Proper way to build "OR" expression in policy involving actor()

moxley · October 2, 2024, 10:27pm

I’m getting an unexpected policy access failure.

Here’s the policy:

policies
  policy action :read do
    authorize_if expr(is_public == true or ^actor(:active) == true)
  end
end

When I read the resource like this:

{:ok, _event} = Ash.get(GF.Events.Event2, event.id)

It fails with this policy breakdown:

15:13:00.150 [warning] GF.Events.Event2.read

Policy Breakdown
unknown actor

  Policy | 🔎:

    condition: action == :read

    authorize if: (is_public == true) or (nil == true) | ✘ | 🔎

SAT Solver statement: 

 "action == :read" and
  (("action == :read" and "(is_public == true) or ({:_actor, :active} == true)") or
     not "action == :read")

But when I remove the part of the policy expression after the or, it passes:

authorize_if expr(is_public == true)

I would expect that if expr(is_public == true) passes, then, expr(is_public == true or any_valid_expression) should also pass.

I also tried these variations:

Passing an actor that has the attribute active: true. This passes, as expected.
Passing an actor that has the attribute active: false. This passes, as expected.

It seems that the ^actor(:active) is being evaluated, affecting the boolean expression, even though the first part of the expression should have short-circuited the second.

I saw the “unknown actor” in the policy breakdown, but I’m not sure what to do about it.

How do I solve this?

zachdaniel · October 2, 2024, 10:45pm

The way that checks that reference the actor work is that they always are false if there is no actor, regardless of the statement.
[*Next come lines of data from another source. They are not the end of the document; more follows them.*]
use std::path::Path;
use std::sync::Arc;

use serde::Serialize;
use tracing::{info_span, warn};

use super::items::{Entry, Item};
use super::sink::{DiscardSink, ItemSink};
use super::xml::{ItemValidator, XmlValidator};
use crate::error::{ExtractError, ItemError};
use crate::jobs::{ErrorCode, ItemCounters, ItemOutcome, Job};

/// Tally of the items one run attempted.
#[derive(Debug, Clone, Copy, Default, PartialEq, Eq, Serialize)]
#[serde(rename_all = "camelCase")]
pub struct ExtractionSummary {
    pub attempted: u64,
    pub succeeded: u64,
    pub failed: u64,
}

impl ExtractionSummary {
    fn record(&mut self, outcome: &ItemOutcome) {
        self.attempted += 1;
        match outcome {
            ItemOutcome::Succeeded => self.succeeded += 1,
            ItemOutcome::Failed(_) => self.failed += 1,
        }
    }

    pub fn counters(&self) -> ItemCounters {
        ItemCounters {
            total: self.attempted,
            succeeded: self.succeeded,
            failed: self.failed,
        }
    }
}

/// Drives items through validation and into the sink.
#[derive(Clone)]
pub struct Extractor {
    validator: Arc<dyn ItemValidator>,
    sink: Arc<dyn ItemSink>,
}

impl Default for Extractor {
    fn default() -> Self {
        Self::new(Arc::new(XmlValidator::new()), Arc::new(DiscardSink))
    }
}

impl Extractor {
    pub fn new(validator: Arc<dyn ItemValidator>, sink: Arc<dyn ItemSink>) -> Self {
        Self { validator, sink }
    }

    /// Processes every entry, handing each outcome to `observer` before
    /// moving on. Per-item failures are reported and skipped; an `Err` from
    /// the entry stream or from the observer stops the run.
    pub fn run<I, F>(
        &self,
        job: &Job,
        entries: I,
        mut observer: F,
    ) -> Result<ExtractionSummary, ExtractError>
    where
        I: IntoIterator<Item = Result<Entry, ExtractError>>,
        F: FnMut(&str, &ItemOutcome) -> Result<(), ExtractError>,
    {
        let mut summary = ExtractionSummary::default();

        for entry in entries {
            let (name, outcome) = match entry? {
                Entry::Item(item) => {
                    let name = item.name.clone();
                    let outcome = self.process_item(job, item);
                    (name, outcome)
                }
                Entry::Unreadable { name, error } => (name, ItemOutcome::Failed(error)),
            };

            if let ItemOutcome::Failed(error) = &outcome {
                warn!(job_id = %job.id, item = %name, code = %error.code, "{}", error.message);
            }

            observer(&name, &outcome)?;
            summary.record(&outcome);
        }

        Ok(summary)
    }

    fn process_item(&self, job: &Job, item: Item) -> ItemOutcome {
        let _span = info_span!("item", name = %item.name, bytes = item.content.len()).entered();

        if !has_xml_extension(&item.name) {
            return ItemOutcome::Failed(ItemError::new(
                ErrorCode::UnsupportedItem,
                format!("'{}' is not an .xml document", item.name),
            ));
        }

        let validated = match self.validator.validate(item) {
            Ok(v) => v,
            Err(e) => return ItemOutcome::Failed(e),
        };

        match self.sink.accept(job, &validated) {
            Ok(()) => ItemOutcome::Succeeded,
            Err(e) => ItemOutcome::Failed(ItemError::new(ErrorCode::SinkRejected, e.message)),
        }
    }
}

fn has_xml_extension(name: &str) -> bool {
    Path::new(name)
        .extension()
        .and_then(|e| e.to_str())
        .is_some_and(|e| e.eq_ignore_ascii_case("xml"))
}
This is to prevent you from having a check like is_nil(^actor(:disabled_at)) pass for a non-logged in user and accidentally having a security hole.
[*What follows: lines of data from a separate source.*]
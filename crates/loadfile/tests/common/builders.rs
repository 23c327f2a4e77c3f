//! Builders for upload payloads.

#![allow(dead_code)]

use std::io::{Cursor, Write};

use zip::write::SimpleFileOptions;
use zip::ZipWriter;

/// A well-formed invoice document with the given folio.
pub fn invoice_xml(folio: u32) -> Vec<u8> {
    format!(
        r#"<?xml version="1.0" encoding="UTF-8"?>
<Comprobante Folio="{folio}" Total="1620.00">
  <Emisor Nombre="Acme Corporation"/>
  <Conceptos>
    <Concepto Descripcion="Widget" Importe="1620.00"/>
  </Conceptos>
</Comprobante>
"#
    )
    .into_bytes()
}

/// An XML document with an unclosed element.
pub fn malformed_xml() -> Vec<u8> {
    b"<Comprobante><Emisor></Comprobante>".to_vec()
}

/// Builder for in-memory zip archives.
pub struct ZipBuilder {
    writer: ZipWriter<Cursor<Vec<u8>>>,
}

impl ZipBuilder {
    pub fn new() -> Self {
        Self {
            writer: ZipWriter::new(Cursor::new(Vec::new())),
        }
    }

    /// Add a file entry.
    pub fn file(mut self, name: &str, data: &[u8]) -> Self {
        self.writer
            .start_file(name, SimpleFileOptions::default())
            .expect("Failed to start zip entry");
        self.writer.write_all(data).expect("Failed to write zip entry");
        self
    }

    /// Add a directory entry.
    pub fn directory(mut self, name: &str) -> Self {
        self.writer
            .add_directory(name, SimpleFileOptions::default())
            .expect("Failed to add zip directory");
        self
    }

    pub fn build(self) -> Vec<u8> {
        self.writer
            .finish()
            .expect("Failed to finish zip")
            .into_inner()
    }
}

impl Default for ZipBuilder {
    fn default() -> Self {
        Self::new()
    }
}

/// Bytes that carry a zip extension but no central directory.
pub fn corrupt_zip() -> Vec<u8> {
    b"PK\x03\x04 this archive was truncated in transit".to_vec()
}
The nil == true is, in this case, misleading in the way that it is displayed. When describing filter checks we do it by putting the filter into a string, but what would be more accurate is to put in something like “there is an actor and …”.

If you could open an issue in ash showing the DX issue w/ how we’re displaying this in breakdowns, that would be great. What we can do in reality is replace that whole expression with something like "false (actor required for filter)" or something, because we know already that it won’t pass.
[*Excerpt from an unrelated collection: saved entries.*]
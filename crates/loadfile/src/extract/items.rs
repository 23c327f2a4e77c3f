//! Lazy enumeration of the items inside a stored blob.

use std::io::{Read, Seek};

use zip::result::ZipError;
use zip::ZipArchive;

use crate::error::{ExtractError, ItemError};
use crate::jobs::ErrorCode;
use crate::storage::BlobKind;

/// Default per-item size cap (50 MiB).
pub const DEFAULT_MAX_ITEM_BYTES: u64 = 50 * 1024 * 1024;

#[derive(Debug, Clone, Copy)]
pub struct ExtractionLimits {
    pub max_item_bytes: u64,
}

impl Default for ExtractionLimits {
    fn default() -> Self {
        Self {
            max_item_bytes: DEFAULT_MAX_ITEM_BYTES,
        }
    }
}

/// One raw item: an archive entry or the single uploaded document.
#[derive(Debug, Clone, PartialEq)]
pub struct Item {
    pub name: String,
    pub content: Vec<u8>,
}

#[derive(Debug)]
pub enum Entry {
    Item(Item),
    /// The entry exists but its bytes could not be produced.
    Unreadable { name: String, error: ItemError },
}

impl Entry {
    pub fn name(&self) -> &str {
        match self {
            Entry::Item(item) => &item.name,
            Entry::Unreadable { name, .. } => name,
        }
    }
}

enum Source<R: Read + Seek> {
    Archive {
        archive: ZipArchive<R>,
        next_index: usize,
    },
    Document {
        reader: Option<R>,
    },
}

/// Finite, non-restartable iterator over the items of one blob. Archive
/// entries are decompressed only when reached.
pub struct ItemIter<R: Read + Seek> {
    source: Source<R>,
    blob_name: String,
    limits: ExtractionLimits,
}

/// Opens a blob for item enumeration. A corrupt archive fails here, before
/// any item is produced.
pub fn open_items<R: Read + Seek>(
    reader: R,
    kind: BlobKind,
    blob_name: &str,
    limits: ExtractionLimits,
) -> Result<ItemIter<R>, ExtractError> {
    let source = match kind {
        BlobKind::Archive => {
            let archive = ZipArchive::new(reader).map_err(|e| match e {
                ZipError::Io(source) => ExtractError::ReadBlob {
                    name: blob_name.to_string(),
                    source,
                },
                other => ExtractError::CorruptArchive {
                    name: blob_name.to_string(),
                    reason: other.to_string(),
                },
            })?;
            log::debug!("Opened archive {} with {} entries", blob_name, archive.len());
            Source::Archive {
                archive,
                next_index: 0,
            }
        }
        BlobKind::Document => Source::Document {
            reader: Some(reader),
        },
    };

    Ok(ItemIter {
        source,
        blob_name: blob_name.to_string(),
        limits,
    })
}

impl<R: Read + Seek> ItemIter<R> {
    fn next_archive_entry(
        archive: &mut ZipArchive<R>,
        index: usize,
        blob_name: &str,
        limits: ExtractionLimits,
    ) -> Option<Result<Entry, ExtractError>> {
        let name_hint = archive.name_for_index(index).map(str::to_string);
        let mut file = match archive.by_index(index) {
            Ok(file) => file,
            Err(ZipError::Io(source)) => {
                return Some(Err(ExtractError::ReadBlob {
                    name: blob_name.to_string(),
                    source,
                }))
            }
            Err(e) => {
                let name = name_hint.unwrap_or_else(|| format!("entry #{}", index));
                return Some(Ok(Entry::Unreadable {
                    name,
                    error: ItemError::new(ErrorCode::ItemUnreadable, e.to_string()),
                }));
            }
        };

        if file.is_dir() {
            return None;
        }

        let name = file.name().to_string();
        if file.size() > limits.max_item_bytes {
            return Some(Ok(too_large(name, file.size(), limits)));
        }

        match read_capped(&mut file, limits.max_item_bytes) {
            Ok(Some(content)) => Some(Ok(Entry::Item(Item { name, content }))),
            Ok(None) => Some(Ok(too_large(name, file.size(), limits))),
            Err(e) => Some(Ok(Entry::Unreadable {
                name,
                error: ItemError::new(ErrorCode::ItemUnreadable, e.to_string()),
            })),
        }
    }
}

impl<R: Read + Seek> Iterator for ItemIter<R> {
    type Item = Result<Entry, ExtractError>;

    fn next(&mut self) -> Option<Self::Item> {
        match &mut self.source {
            Source::Archive {
                archive,
                next_index,
            } => {
                while *next_index < archive.len() {
                    let index = *next_index;
                    *next_index += 1;
                    // Directory entries yield nothing; keep scanning.
                    if let Some(entry) =
                        Self::next_archive_entry(archive, index, &self.blob_name, self.limits)
                    {
                        return Some(entry);
                    }
                }
                None
            }
            Source::Document { reader } => {
                let mut reader = reader.take()?;
                let name = self.blob_name.clone();
                match read_capped(&mut reader, self.limits.max_item_bytes) {
                    Ok(Some(content)) => Some(Ok(Entry::Item(Item { name, content }))),
                    Ok(None) => Some(Ok(too_large(
                        name,
                        self.limits.max_item_bytes + 1,
                        self.limits,
                    ))),
                    Err(source) => Some(Err(ExtractError::ReadBlob { name, source })),
                }
            }
        }
    }
}

/// Reads at most `max` bytes. `Ok(None)` means the input was longer.
fn read_capped<R: Read>(reader: &mut R, max: u64) -> std::io::Result<Option<Vec<u8>>> {
    let mut content = Vec::new();
    reader.take(max.saturating_add(1)).read_to_end(&mut content)?;
    if content.len() as u64 > max {
        Ok(None)
    } else {
        Ok(Some(content))
    }
}

fn too_large(name: String, size: u64, limits: ExtractionLimits) -> Entry {
    Entry::Unreadable {
        name,
        error: ItemError::new(
            ErrorCode::ItemTooLarge,
            format!("item exceeds {} bytes", limits.max_item_bytes),
        )
        .with_context(serde_json::json!({
            "size": size,
            "limit": limits.max_item_bytes,
        })),
    }
}

#[cfg(test)]
mod tests {
    use super::*;
    use std::io::{Cursor, Write};
    use zip::unstable::write::FileOptionsExt;
    use zip::write::SimpleFileOptions;

    fn build_zip(entries: &[(&str, &[u8])]) -> Vec<u8> {
        let mut writer = zip::ZipWriter::new(Cursor::new(Vec::new()));
        for (name, data) in entries {
            if name.ends_with('/') {
                writer
                    .add_directory(*name, SimpleFileOptions::default())
                    .unwrap();
            } else {
                writer
                    .start_file(*name, SimpleFileOptions::default())
                    .unwrap();
                writer.write_all(data).unwrap();
            }
        }
        writer.finish().unwrap().into_inner()
    }

    fn names(iter: ItemIter<Cursor<Vec<u8>>>) -> Vec<String> {
        iter.map(|e| e.unwrap().name().to_string()).collect()
    }

    #[test]
    fn test_archive_yields_entries_in_order() {
        let bytes = build_zip(&[("a.xml", b"<a/>"), ("b.xml", b"<b/>")]);
        let iter = open_items(
            Cursor::new(bytes),
            BlobKind::Archive,
            "batch.zip",
            ExtractionLimits::default(),
        )
        .unwrap();
        assert_eq!(names(iter), vec!["a.xml", "b.xml"]);
    }

    #[test]
    fn test_archive_skips_directories() {
        let bytes = build_zip(&[("docs/", b""), ("docs/a.xml", b"<a/>")]);
        let iter = open_items(
            Cursor::new(bytes),
            BlobKind::Archive,
            "batch.zip",
            ExtractionLimits::default(),
        )
        .unwrap();
        assert_eq!(names(iter), vec!["docs/a.xml"]);
    }

    #[test]
    fn test_archive_item_content() {
        let bytes = build_zip(&[("a.xml", b"<a>1</a>")]);
        let mut iter = open_items(
            Cursor::new(bytes),
            BlobKind::Archive,
            "batch.zip",
            ExtractionLimits::default(),
        )
        .unwrap();
        match iter.next().unwrap().unwrap() {
            Entry::Item(item) => assert_eq!(item.content, b"<a>1</a>"),
            other => panic!("unexpected entry: {:?}", other),
        }
        assert!(iter.next().is_none());
        assert!(iter.next().is_none());
    }

    #[test]
    fn test_corrupt_archive_is_structural() {
        let result = open_items(
            Cursor::new(b"this is not a zip file".to_vec()),
            BlobKind::Archive,
            "batch.zip",
            ExtractionLimits::default(),
        );
        match result {
            Err(e) => assert_eq!(e.code(), ErrorCode::ArchiveCorrupt),
            Ok(_) => panic!("corrupt archive opened"),
        }
    }

    #[test]
    fn test_empty_archive_yields_nothing() {
        let bytes = build_zip(&[]);
        let iter = open_items(
            Cursor::new(bytes),
            BlobKind::Archive,
            "empty.zip",
            ExtractionLimits::default(),
        )
        .unwrap();
        assert_eq!(iter.count(), 0);
    }

    #[test]
    fn test_unopenable_entry_keeps_its_name() {
        let mut writer = zip::ZipWriter::new(Cursor::new(Vec::new()));
        writer
            .start_file(
                "secret.xml",
                SimpleFileOptions::default().with_deprecated_encryption(b"hunter2"),
            )
            .unwrap();
        writer.write_all(b"<a/>").unwrap();
        writer
            .start_file("plain.xml", SimpleFileOptions::default())
            .unwrap();
        writer.write_all(b"<b/>").unwrap();
        let bytes = writer.finish().unwrap().into_inner();

        let mut iter = open_items(
            Cursor::new(bytes),
            BlobKind::Archive,
            "batch.zip",
            ExtractionLimits::default(),
        )
        .unwrap();

        match iter.next().unwrap().unwrap() {
            Entry::Unreadable { name, error } => {
                assert_eq!(name, "secret.xml");
                assert_eq!(error.code, ErrorCode::ItemUnreadable);
            }
            other => panic!("unexpected entry: {:?}", other),
        }
        assert_eq!(iter.next().unwrap().unwrap().name(), "plain.xml");
        assert!(iter.next().is_none());
    }

    #[test]
    fn test_oversized_entry_is_per_item() {
        let big = vec![b'x'; 64];
        let bytes = build_zip(&[("big.xml", &big), ("small.xml", b"<a/>")]);
        let mut iter = open_items(
            Cursor::new(bytes),
            BlobKind::Archive,
            "batch.zip",
            ExtractionLimits { max_item_bytes: 16 },
        )
        .unwrap();

        match iter.next().unwrap().unwrap() {
            Entry::Unreadable { name, error } => {
                assert_eq!(name, "big.xml");
                assert_eq!(error.code, ErrorCode::ItemTooLarge);
            }
            other => panic!("unexpected entry: {:?}", other),
        }
        assert!(matches!(iter.next().unwrap().unwrap(), Entry::Item(_)));
    }

    #[test]
    fn test_document_yields_single_item() {
        let mut iter = open_items(
            Cursor::new(b"<invoice/>".to_vec()),
            BlobKind::Document,
            "invoice.xml",
            ExtractionLimits::default(),
        )
        .unwrap();
        match iter.next().unwrap().unwrap() {
            Entry::Item(item) => {
                assert_eq!(item.name, "invoice.xml");
                assert_eq!(item.content, b"<invoice/>");
            }
            other => panic!("unexpected entry: {:?}", other),
        }
        assert!(iter.next().is_none());
    }

    #[test]
    fn test_oversized_document() {
        let mut iter = open_items(
            Cursor::new(vec![b' '; 32]),
            BlobKind::Document,
            "invoice.xml",
            ExtractionLimits { max_item_bytes: 8 },
        )
        .unwrap();
        match iter.next().unwrap().unwrap() {
            Entry::Unreadable { error, .. } => assert_eq!(error.code, ErrorCode::ItemTooLarge),
            other => panic!("unexpected entry: {:?}", other),
        }
    }

    #[test]
    fn test_read_capped_boundary() {
        let exact = read_capped(&mut Cursor::new(vec![0u8; 8]), 8).unwrap();
        assert_eq!(exact.map(|c| c.len()), Some(8));
        assert!(read_capped(&mut Cursor::new(vec![0u8; 9]), 8)
            .unwrap()
            .is_none());
    }
}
For solving the issue, the following syntax is equivalent to your policy and does not have the same problem:

policy action(:read) do
  authorize_if expr(is_public == true)
  authorize_if expr(^actor(:active) == true)
end

moxley · October 2, 2024, 10:53pm

Nice, that works!

I get confused about whether multiple authorize_if statements combine to create a logical OR, or a logical AND expression. So then it’s OR, correct? And if you need an AND, then you need an expr(expr1 and expr2)?

zachdaniel · October 2, 2024, 10:57pm

Yep! Policy checks apply top-to-bottom as if it were a script (although it is not executed as such under the hood).

The first check that produces a result of :authorized or :forbidden determines the result of the overall policy.

i.e authorize_if always() produces :authorized and authorize_if never() produces :unknown, meaning we continue to the next check.

To do and you can use an expression with and, and you can also do things like:

policy action(:read) do
  forbid_unless expr(not(something))
  authorize_if expr(something_else)
end

Don’t use the forbid_unless version here, just highlighting tools that may be useful further down the line.